Germany’s government bonds extended an advance that pushed yields to record lows as investors rushed to compete with demand from the European Central Bank’s debt-purchase program.
German four-year yields fell this week to less than the ECB’s minus 0.2 percent deposit rate, meaning they no longer qualify for purchase by the central bank. Around 20 percent of otherwise eligible German securities now yield less than that threshold, Christoph Rieger, head of fixed-rate strategy at Commerzbank AG in Frankfurt, wrote in a report. That’s making longer-dated German debt even more scarce, helping to send the eight-year yield below zero on Thursday.
“There’s considerable excess demand to come from the ECB and you see yields drifting lower almost day-by-day now,” Axel Botte, a fixed-income strategist at Natixis in Paris, said in an interview on Thursday. “Having 10-year bund yields negative by the end of the year -- that’s certainly a scenario we wouldn’t bet against.”
Germany’s 10-year yield was little changed at 0.16 percent as of 4:24 p.m. London time. That’s down four basis points, or 0.04 percentage point, this week. The yield touched 0.139 percent on Thursday, the lowest level since Bloomberg began compiling the data in 1989. The price of the 0.5 percent bund due in February 2025 was at 103.37 percent of face value.
The nation’s one-year yield touched minus 0.238 percent and the three-year yield reached minus 0.256 percent on Friday, both record lows, while the eight-year yield was at 0.01 percent after slipping to minus 0.005 percent on Thursday. A negative yield means investors buying the securities now will get back less than they paid when the debt matures.
More than one quarter of the securities in the Bloomberg Eurozone Sovereign Bond Index have yields below zero, data compiled by Bloomberg show. France’s five-year yield fell to as low as minus 0.006 percent on Friday.

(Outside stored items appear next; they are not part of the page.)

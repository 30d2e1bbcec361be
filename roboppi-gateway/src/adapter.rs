//! `WorkerAdapter` (spec.md §4.6): one adapter instance supervises every
//! task of a given worker kind. `CliAdapter` is the concrete
//! implementation shared by all kinds — only argument construction
//! (`commands.rs`) differs between them.

use crate::events::WorkerEventStream;
use async_trait::async_trait;
use dashmap::DashMap;
use roboppi_common::{
    Artifact, CancelHandle, CancelReason, CostRecord, ErrorClass, WorkerEvent, WorkerHandle,
    WorkerHandleId, WorkerResult, WorkerStatus, WorkerTask,
};
use roboppi_process::{ExitFuture, ExitOutcome, ProcessManager, ProcessResult, SpawnOptions};
use serde::Deserialize;
use std::collections::HashMap;
use std::sync::Mutex;
use std::time::{Duration, Instant};
use tokio::io::{AsyncBufReadExt, BufReader};
use tokio::process::{ChildStderr, ChildStdout};
use tokio::sync::{broadcast, oneshot};
use tracing::debug;

#[async_trait]
pub trait WorkerAdapter: Send + Sync {
    async fn start_task(&self, task: WorkerTask) -> ProcessResult<WorkerHandle>;
    /// `None` if `handle` is unknown to this adapter (already awaited, or
    /// never started here).
    fn stream_events(&self, handle: &WorkerHandle) -> Option<WorkerEventStream>;
    async fn cancel(&self, handle: &WorkerHandle);
    async fn await_result(&self, handle: &WorkerHandle) -> WorkerResult;
}

struct ActiveTask {
    events: broadcast::Sender<WorkerEvent>,
    result_rx: oneshot::Receiver<WorkerResult>,
}

/// Recognized structured stdout records (spec.md §4.6). Anything that
/// doesn't parse as one of these falls back to a raw stdout event.
#[derive(Deserialize)]
#[serde(tag = "type", rename_all = "snake_case")]
enum StdoutRecord {
    Patch { file_path: String, unified_diff: String },
    Progress { message: String, percent: Option<f32> },
}

pub struct CliAdapter {
    process: ProcessManager,
    command: Box<dyn Fn(&WorkerTask) -> (String, Vec<String>) + Send + Sync>,
    active: DashMap<WorkerHandleId, ActiveTask>,
}

impl CliAdapter {
    pub fn new(
        process: ProcessManager,
        command: impl Fn(&WorkerTask) -> (String, Vec<String>) + Send + Sync + 'static,
    ) -> Self {
        Self {
            process,
            command: Box::new(command),
            active: DashMap::new(),
        }
    }
}

#[async_trait]
impl WorkerAdapter for CliAdapter {
    async fn start_task(&self, task: WorkerTask) -> ProcessResult<WorkerHandle> {
        let (command, args) = (self.command)(&task);
        let opts = SpawnOptions {
            command,
            args,
            cwd: task.workspace.clone(),
            env: HashMap::new(),
            cancel: task.abort.clone(),
            timeout: Some(task.budget.deadline),
            grace_period: task.budget.grace_period_or_default(),
            process_group: true,
        };
        let (spawned, exit) = self.process.spawn(opts)?;

        let (events_tx, _) = broadcast::channel(256);
        let (result_tx, result_rx) = oneshot::channel();

        let stdout = BufReader::new(spawned.stdout);
        let stderr = BufReader::new(spawned.stderr);
        let abort = task.abort.clone();
        let events_for_drive = events_tx.clone();
        let started_at = Instant::now();
        let activity = task.activity.clone();

        tokio::spawn(drive(
            stdout,
            stderr,
            exit,
            abort,
            events_for_drive,
            result_tx,
            started_at,
            activity,
        ));

        let handle = WorkerHandle {
            id: task.task_id,
            worker_kind: task.worker_kind.clone(),
            abort: task.abort,
        };
        self.active.insert(
            handle.id,
            ActiveTask {
                events: events_tx,
                result_rx,
            },
        );
        Ok(handle)
    }

    fn stream_events(&self, handle: &WorkerHandle) -> Option<WorkerEventStream> {
        self.active
            .get(&handle.id)
            .map(|entry| WorkerEventStream::new(entry.events.subscribe()))
    }

    async fn cancel(&self, handle: &WorkerHandle) {
        debug!(handle_id = %handle.id, "adapter cancel requested");
        handle
            .abort
            .fire(CancelReason::Other("cancelled by gateway".to_string()));
    }

    async fn await_result(&self, handle: &WorkerHandle) -> WorkerResult {
        match self.active.remove(&handle.id) {
            Some((_, active)) => active.result_rx.await.unwrap_or_else(|_| {
                WorkerResult::failed(ErrorClass::NonRetryable, "worker task dropped before completion")
            }),
            None => WorkerResult::failed(ErrorClass::NonRetryable, "unknown worker handle"),
        }
    }
}

/// Drains both stdio streams to completion, parsing stdout as it goes,
/// then awaits the process exit and resolves the terminal `WorkerResult`
/// exactly once. Runs regardless of whether anyone is subscribed to
/// `events` — the two consumption patterns of spec.md §4.6 both end up
/// reading the same `observations` collected here, so a caller that skips
/// streaming entirely still gets the complete log back from
/// `awaitResult`.
async fn drive(
    stdout: BufReader<ChildStdout>,
    stderr: BufReader<ChildStderr>,
    exit: ExitFuture,
    abort: CancelHandle,
    events_tx: broadcast::Sender<WorkerEvent>,
    result_tx: oneshot::Sender<WorkerResult>,
    started_at: Instant,
    activity: Option<roboppi_common::ActivitySink>,
) {
    let observations = std::sync::Arc::new(Mutex::new(Vec::<String>::new()));
    let artifacts = std::sync::Arc::new(Mutex::new(Vec::<Artifact>::new()));

    let stdout_task = {
        let observations = std::sync::Arc::clone(&observations);
        let artifacts = std::sync::Arc::clone(&artifacts);
        let events_tx = events_tx.clone();
        let activity = activity.clone();
        tokio::spawn(async move {
            let mut lines = stdout.lines();
            while let Ok(Some(line)) = lines.next_line().await {
                if let Some(activity) = &activity {
                    activity.ping();
                }
                match serde_json::from_str::<StdoutRecord>(&line) {
                    Ok(StdoutRecord::Patch { file_path, unified_diff }) => {
                        artifacts.lock().unwrap_or_else(|e| e.into_inner()).push(Artifact {
                            kind: "patch".to_string(),
                            reference: file_path.clone(),
                            content: Some(unified_diff.clone()),
                        });
                        let _ = events_tx.send(WorkerEvent::Patch { file_path, unified_diff });
                    }
                    Ok(StdoutRecord::Progress { message, percent }) => {
                        let _ = events_tx.send(WorkerEvent::Progress { message, percent });
                    }
                    Err(_) => {
                        let _ = events_tx.send(WorkerEvent::Stdout {
                            bytes: line.clone().into_bytes(),
                        });
                    }
                }
                observations.lock().unwrap_or_else(|e| e.into_inner()).push(line);
            }
        })
    };

    let stderr_task = {
        let observations = std::sync::Arc::clone(&observations);
        let events_tx = events_tx.clone();
        tokio::spawn(async move {
            let mut lines = stderr.lines();
            while let Ok(Some(line)) = lines.next_line().await {
                if let Some(activity) = &activity {
                    activity.ping();
                }
                let _ = events_tx.send(WorkerEvent::Stderr {
                    bytes: line.clone().into_bytes(),
                });
                observations.lock().unwrap_or_else(|e| e.into_inner()).push(line);
            }
        })
    };

    let _ = tokio::join!(stdout_task, stderr_task);
    let outcome = exit.await;
    let duration = started_at.elapsed();

    let observations = std::sync::Arc::try_unwrap(observations)
        .map(|m| m.into_inner().unwrap_or_else(|e| e.into_inner()))
        .unwrap_or_default();
    let artifacts = std::sync::Arc::try_unwrap(artifacts)
        .map(|m| m.into_inner().unwrap_or_else(|e| e.into_inner()))
        .unwrap_or_default();

    let combined = observations.join("\n");
    let (status, error_class) = classify_exit(&outcome, &abort, &combined);

    let result = WorkerResult {
        status,
        artifacts,
        observations,
        cost: CostRecord {
            wall_time: duration,
            token_estimate: None,
        },
        duration,
        exit_code: outcome.code,
        error_class,
    };
    let _ = result_tx.send(result);
}

/// Exit-code classification (spec.md §4.6's exact rule list).
fn classify_exit(
    outcome: &ExitOutcome,
    abort: &CancelHandle,
    combined_output: &str,
) -> (WorkerStatus, Option<ErrorClass>) {
    if abort.is_aborted() {
        return match abort.reason() {
            Some(CancelReason::Deadline) => (WorkerStatus::TimedOut, Some(ErrorClass::RetryableTransient)),
            _ => (WorkerStatus::Cancelled, None),
        };
    }

    if outcome.signal.is_some() {
        return (WorkerStatus::Failed, Some(ErrorClass::RetryableTransient));
    }

    match outcome.code {
        Some(0) => (WorkerStatus::Succeeded, None),
        _ => {
            let lower = combined_output.to_lowercase();
            let class = if lower.contains("rate limit") || lower.contains("rate-limit") || lower.contains("429") {
                ErrorClass::RetryableRateLimit
            } else if lower.contains("connection refused")
                || lower.contains("connection reset")
                || lower.contains("timed out")
                || lower.contains("timeout")
            {
                ErrorClass::RetryableNetwork
            } else {
                ErrorClass::NonRetryable
            };
            (WorkerStatus::Failed, Some(class))
        }
    }
}

/// Adapter for `WorkerKind::Inline` tasks (plugin-event jobs):
/// resolves immediately with the task's instructions recorded as a
/// single observation, no subprocess involved.
pub struct InlineAdapter {
    pending: DashMap<WorkerHandleId, WorkerResult>,
}

impl InlineAdapter {
    pub fn new() -> Self {
        Self { pending: DashMap::new() }
    }
}

impl Default for InlineAdapter {
    fn default() -> Self {
        Self::new()
    }
}

#[async_trait]
impl WorkerAdapter for InlineAdapter {
    async fn start_task(&self, task: WorkerTask) -> ProcessResult<WorkerHandle> {
        let handle = WorkerHandle {
            id: task.task_id,
            worker_kind: task.worker_kind.clone(),
            abort: task.abort.clone(),
        };
        let result = WorkerResult {
            status: WorkerStatus::Succeeded,
            artifacts: Vec::new(),
            observations: vec![task.instructions.clone()],
            cost: CostRecord {
                wall_time: Duration::ZERO,
                token_estimate: None,
            },
            duration: Duration::ZERO,
            exit_code: Some(0),
            error_class: None,
        };
        self.pending.insert(handle.id, result);
        Ok(handle)
    }

    fn stream_events(&self, _handle: &WorkerHandle) -> Option<WorkerEventStream> {
        None
    }

    async fn cancel(&self, _handle: &WorkerHandle) {}

    async fn await_result(&self, handle: &WorkerHandle) -> WorkerResult {
        self.pending
            .remove(&handle.id)
            .map(|(_, result)| result)
            .unwrap_or_else(|| WorkerResult::failed(ErrorClass::NonRetryable, "unknown inline task handle"))
    }
}

#[cfg(test)]
mod tests {
    #![allow(clippy::unwrap_used)]
    use super::*;
    use roboppi_common::OutputMode;
    use roboppi_common::WorkerBudget;
    use roboppi_common::WorkerKind;
    use std::collections::HashSet;
    use std::path::PathBuf;

    fn task(command: &str, args: Vec<&str>) -> WorkerTask {
        WorkerTask {
            task_id: WorkerHandleId::new(),
            worker_kind: WorkerKind::Custom(command.to_string()),
            workspace: PathBuf::from("/"),
            instructions: args.join(" "),
            capabilities: HashSet::new(),
            output_mode: OutputMode::Batch,
            budget: WorkerBudget {
                deadline: Duration::from_secs(5),
                max_steps: None,
                max_command_time: None,
                grace_period: Some(Duration::from_millis(200)),
            },
            abort: CancelHandle::new(),
            activity: None,
        }
    }

    #[tokio::test]
    async fn start_task_and_await_result_reports_success() {
        let adapter = CliAdapter::new(ProcessManager::new(), |_task: &WorkerTask| {
            ("true".to_string(), Vec::new())
        });
        let t = task("true", vec![]);
        let handle = adapter.start_task(t).await.expect("spawn should succeed");
        let result = tokio::time::timeout(Duration::from_secs(5), adapter.await_result(&handle))
            .await
            .expect("should finish promptly");
        assert_eq!(result.status, WorkerStatus::Succeeded);
        assert_eq!(result.exit_code, Some(0));
    }

    #[tokio::test]
    async fn nonzero_exit_is_non_retryable_by_default() {
        let adapter = CliAdapter::new(ProcessManager::new(), |_task: &WorkerTask| {
            ("false".to_string(), Vec::new())
        });
        let t = task("false", vec![]);
        let handle = adapter.start_task(t).await.expect("spawn should succeed");
        let result = tokio::time::timeout(Duration::from_secs(5), adapter.await_result(&handle))
            .await
            .expect("should finish promptly");
        assert_eq!(result.status, WorkerStatus::Failed);
        assert_eq!(result.error_class, Some(ErrorClass::NonRetryable));
    }

    #[tokio::test]
    async fn stdout_lines_become_observations() {
        let adapter = CliAdapter::new(ProcessManager::new(), |_task: &WorkerTask| {
            ("echo".to_string(), vec!["hello".to_string()])
        });
        let t = task("echo", vec!["hello"]);
        let handle = adapter.start_task(t).await.expect("spawn should succeed");
        let result = tokio::time::timeout(Duration::from_secs(5), adapter.await_result(&handle))
            .await
            .expect("should finish promptly");
        assert!(result.observations.iter().any(|line| line.contains("hello")));
    }

    #[tokio::test]
    async fn inline_adapter_resolves_immediately_with_instructions_as_observation() {
        let adapter = InlineAdapter::new();
        let mut t = task("ignored", vec![]);
        t.worker_kind = WorkerKind::Inline;
        t.instructions = "plugin fired: webhook received".to_string();
        let handle = adapter.start_task(t).await.expect("inline start never fails");
        let result = adapter.await_result(&handle).await;
        assert_eq!(result.status, WorkerStatus::Succeeded);
        assert_eq!(result.observations, vec!["plugin fired: webhook received".to_string()]);
    }

    #[tokio::test]
    async fn unknown_handle_reports_non_retryable_failure() {
        let adapter = CliAdapter::new(ProcessManager::new(), |_task: &WorkerTask| {
            ("true".to_string(), Vec::new())
        });
        let bogus = WorkerHandle {
            id: WorkerHandleId::new(),
            worker_kind: WorkerKind::Custom("ghost".to_string()),
            abort: CancelHandle::new(),
        };
        let result = adapter.await_result(&bogus).await;
        assert_eq!(result.status, WorkerStatus::Failed);
    }
}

As part of its quantitative-easing plan, the ECB has pledged to buy 60 billion euros of assets, including government bonds, on a monthly basis through September next year. The central bank reported buying 41.68 billion euros of sovereign debt in March. Policy makers are next set to meet on April 15 in Frankfurt.
If declines in yields force more bonds outside the scope of the debt-buying program, the ECB may consider either lowering its deposit rate or cutting its monthly purchase limit, Felix Herrmann, a fixed-income analyst at DZ Bank AG in Frankfurt, wrote in an e-mailed report.
“Which of the two options the ECB opts for will presumably also depend on future economic performance in the euro zone,” he wrote.
Demand for government debt isn’t only being driven by the ECB. Competition for purchases may come from banks requiring bonds to meet regulatory rules, pension funds that need to match their liabilities, passive investors who track debt indexes and other central banks, which buy European securities as part of their balance-sheet management.
That competition pushed the average yield to maturity on the euro region’s government debt to 0.4252 percent on March 11, the least since at least 1995, according to Bank of America Merrill Lynch indexes.
“The ECB isn’t going to stop bond-buying well up until September next year,” Kerry Craig, a London-based global market strategist at JPMorgan Asset Management, which oversees $1.7 trillion, said in an interview on Bloomberg Television’s “On The Move” with Jonathan Ferro. “Yields are going to be at this low level for a while, so it’s just going to push investors either further along the yield curve or into riskier assets.”